Exercise
In the records that come next, find every line with "whose". Return those lines.

Recorded data:

··········

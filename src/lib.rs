//! Festival management API.
//!
//! CRUD endpoints for artists, stages, schedule, tickets, users, ratings and
//! news, fronted by a per-caller sliding window rate limiter and a shared-key
//! gate on writes.

pub mod app;
pub mod clock;
pub mod config;
pub mod error;
pub mod handlers;
pub mod metrics;
pub mod middleware;
pub mod models;
pub mod query;
pub mod rate_limit;
pub mod state;
pub mod store;
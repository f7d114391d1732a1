use axum::{
    Json,
    extract::{Query, State},
};
use serde::Deserialize;
use std::sync::Arc;
use tracing::info;

use crate::error::ApiError;
use crate::models::Artist;
use crate::query::{ArtistQuery, name_contains, paginate, sort_artists};
use crate::state::AppState;

pub async fn list_artists(
    State(state): State<Arc<AppState>>,
    Query(query): Query<ArtistQuery>,
) -> Result<Json<Vec<Artist>>, ApiError> {
    let page = query.page();
    page.validate()?;

    let mut artists = state.store.artists.filtered(|a| query.matches(a));
    if let Some(key) = query.sort_by {
        sort_artists(&mut artists, key);
    }

    Ok(Json(paginate(artists, page)))
}

pub async fn create_artist(
    State(state): State<Arc<AppState>>,
    Json(artist): Json<Artist>,
) -> Json<Artist> {
    info!(id = artist.id, name = %artist.name, "Artist added");
    Json(state.store.artists.push(artist))
}

#[derive(Debug, Deserialize)]
pub struct SearchQuery {
    pub query: String,
}

pub async fn search_artists(
    State(state): State<Arc<AppState>>,
    Query(search): Query<SearchQuery>,
) -> Json<Vec<Artist>> {
    let needle = search.query.to_lowercase();
    Json(state.store.artists.filtered(|a| name_contains(a, &needle)))
}
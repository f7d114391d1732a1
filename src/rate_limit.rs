//! Per-caller sliding window rate limiter.
//!
//! Each caller key owns a small ring of admit timestamps. A request is admitted
//! when fewer than `max_requests` of those timestamps fall inside the trailing
//! window; rejected attempts are never recorded. Keys whose window has stayed
//! empty for `idle_grace` are dropped by [`RateLimiter::sweep`], which a
//! background task runs periodically.

use dashmap::DashMap;
use prometheus::Gauge;
use std::collections::VecDeque;
use std::sync::Arc;
use std::time::{Duration, Instant};
use tokio::sync::watch;
use tokio::task::JoinHandle;
use tokio::time::{MissedTickBehavior, interval};
use tracing::{debug, info, trace};

use crate::clock::Clock;
use crate::error::ConfigError;
use crate::metrics::TRACKED_CALLERS;

pub const DEFAULT_MAX_REQUESTS: usize = 5;
pub const DEFAULT_WINDOW: Duration = Duration::from_secs(60);
pub const DEFAULT_IDLE_GRACE: Duration = Duration::from_secs(60);

#[derive(Debug, Clone, Copy, PartialEq, Eq)]
pub struct RateLimitConfig {
    /// Maximum admits per caller inside one window
    pub max_requests: usize,
    /// Length of the trailing window
    pub window: Duration,
    /// How long an empty window is kept before its key is evicted
    pub idle_grace: Duration,
}

impl RateLimitConfig {
    pub fn new(
        max_requests: usize,
        window: Duration,
        idle_grace: Duration,
    ) -> Result<Self, ConfigError> {
        if max_requests == 0 {
            return Err(ConfigError::ZeroMaxRequests);
        }
        if window.is_zero() {
            return Err(ConfigError::ZeroWindow);
        }
        Ok(Self {
            max_requests,
            window,
            idle_grace,
        })
    }
}

impl Default for RateLimitConfig {
    fn default() -> Self {
        Self {
            max_requests: DEFAULT_MAX_REQUESTS,
            window: DEFAULT_WINDOW,
            idle_grace: DEFAULT_IDLE_GRACE,
        }
    }
}

/// Outcome of a single rate limit check.
#[derive(Debug, Clone, Copy, PartialEq, Eq)]
pub enum Decision {
    /// Request counted; `remaining` more fit in the current window.
    Admit { remaining: usize },
    /// Quota spent; the oldest counted request expires after `retry_after`.
    Reject { retry_after: Duration },
}

impl Decision {
    pub fn is_admit(&self) -> bool {
        matches!(self, Decision::Admit { .. })
    }

    pub fn is_reject(&self) -> bool {
        !self.is_admit()
    }
}

// Admit timestamps for one caller. Never holds more than `max_requests` entries.
#[derive(Debug)]
struct SlidingWindow {
    hits: VecDeque<Instant>,
    last_admit: Instant,
}

impl SlidingWindow {
    fn new(capacity: usize, now: Instant) -> Self {
        Self {
            hits: VecDeque::with_capacity(capacity),
            last_admit: now,
        }
    }

    // Every entry is compared against `now`; callers may hand in timestamps
    // out of order, so the ring is not assumed sorted. A timestamp ahead of
    // `now` has zero age and stays.
    fn purge(&mut self, now: Instant, window: Duration) {
        self.hits
            .retain(|&t| now.saturating_duration_since(t) < window);
    }

    fn retry_after(&self, now: Instant, window: Duration) -> Duration {
        self.hits
            .iter()
            .map(|&t| window.saturating_sub(now.saturating_duration_since(t)))
            .min()
            .unwrap_or(Duration::ZERO)
    }

    fn is_idle(&self, now: Instant, config: &RateLimitConfig) -> bool {
        self.hits.is_empty()
            && now.saturating_duration_since(self.last_admit)
                >= config.window.saturating_add(config.idle_grace)
    }
}

/// Process-wide limiter shared by the request pipeline.
///
/// State lives in a sharded map; the purge, count and append for one key run
/// under that key's shard lock, so two concurrent requests from the same caller
/// can never both slip under the limit.
#[derive(Debug)]
pub struct RateLimiter {
    config: RateLimitConfig,
    clock: Arc<dyn Clock>,
    windows: DashMap<String, SlidingWindow>,
    tracked: Gauge,
    shutdown: watch::Sender<bool>,
}

impl RateLimiter {
    pub fn new(config: RateLimitConfig, clock: Arc<dyn Clock>) -> Self {
        let (shutdown, _) = watch::channel(false);
        Self {
            config,
            clock,
            windows: DashMap::new(),
            tracked: TRACKED_CALLERS.clone(),
            shutdown,
        }
    }

    /// Report the tracked-caller count to `gauge` instead of the global one.
    pub fn with_tracked_gauge(mut self, gauge: Gauge) -> Self {
        gauge.set(self.windows.len() as f64);
        self.tracked = gauge;
        self
    }

    pub fn config(&self) -> &RateLimitConfig {
        &self.config
    }

    /// Check `caller_key` against the current clock reading.
    pub fn check(&self, caller_key: &str) -> Decision {
        self.check_and_record(caller_key, self.clock.now())
    }

    /// Decide whether a request from `caller_key` at `now` is admitted,
    /// recording it only if it is.
    pub fn check_and_record(&self, caller_key: &str, now: Instant) -> Decision {
        let capacity = self.config.max_requests;
        let mut window = match self.windows.get_mut(caller_key) {
            Some(window) => window,
            None => self
                .windows
                .entry(caller_key.to_owned())
                .or_insert_with(|| {
                    self.tracked.inc();
                    SlidingWindow::new(capacity, now)
                }),
        };

        window.purge(now, self.config.window);

        if window.hits.len() >= capacity {
            let retry_after = window.retry_after(now, self.config.window);
            trace!(caller = caller_key, ?retry_after, "rejecting request");
            return Decision::Reject { retry_after };
        }

        window.hits.push_back(now);
        if now > window.last_admit {
            window.last_admit = now;
        }

        Decision::Admit {
            remaining: capacity - window.hits.len(),
        }
    }

    /// Evict every key whose window has been empty for at least `idle_grace`.
    /// Returns how many keys were dropped.
    pub fn sweep_at(&self, now: Instant) -> usize {
        let before = self.windows.len();
        self.windows.retain(|_, window| {
            window.purge(now, self.config.window);
            !window.is_idle(now, &self.config)
        });
        let after = self.windows.len();
        self.tracked.set(after as f64);

        before.saturating_sub(after)
    }

    pub fn sweep(&self) -> usize {
        self.sweep_at(self.clock.now())
    }

    pub fn tracked_callers(&self) -> usize {
        self.windows.len()
    }

    pub fn is_shut_down(&self) -> bool {
        *self.shutdown.borrow()
    }

    /// Run [`sweep`](Self::sweep) every `every` until [`shutdown`](Self::shutdown).
    pub fn spawn_sweeper(self: &Arc<Self>, every: Duration) -> JoinHandle<()> {
        let limiter = Arc::clone(self);
        let mut stop = self.shutdown.subscribe();

        tokio::spawn(async move {
            if *stop.borrow_and_update() {
                return;
            }

            let mut ticker = interval(every);
            ticker.set_missed_tick_behavior(MissedTickBehavior::Delay);
            info!(interval = ?every, "Rate limit sweeper started");

            loop {
                tokio::select! {
                    _ = ticker.tick() => {
                        let evicted = limiter.sweep();
                        if evicted > 0 {
                            debug!(evicted, remaining = limiter.tracked_callers(), "Evicted idle callers");
                        }
                    }
                    _ = stop.changed() => break,
                }
            }

            info!("Rate limit sweeper stopped");
        })
    }

    /// Stop the sweeper and drop all tracked state. Safe to call twice.
    pub fn shutdown(&self) {
        if self.shutdown.send_replace(true) {
            return;
        }
        self.windows.clear();
        self.tracked.set(0.0);
        info!("Rate limiter shut down");
    }
}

··········

Reply to the exercise
//! window; rejected attempts are never recorded. Keys whose window has stayed
    /// Evict every key whose window has been empty for at least `idle_grace`.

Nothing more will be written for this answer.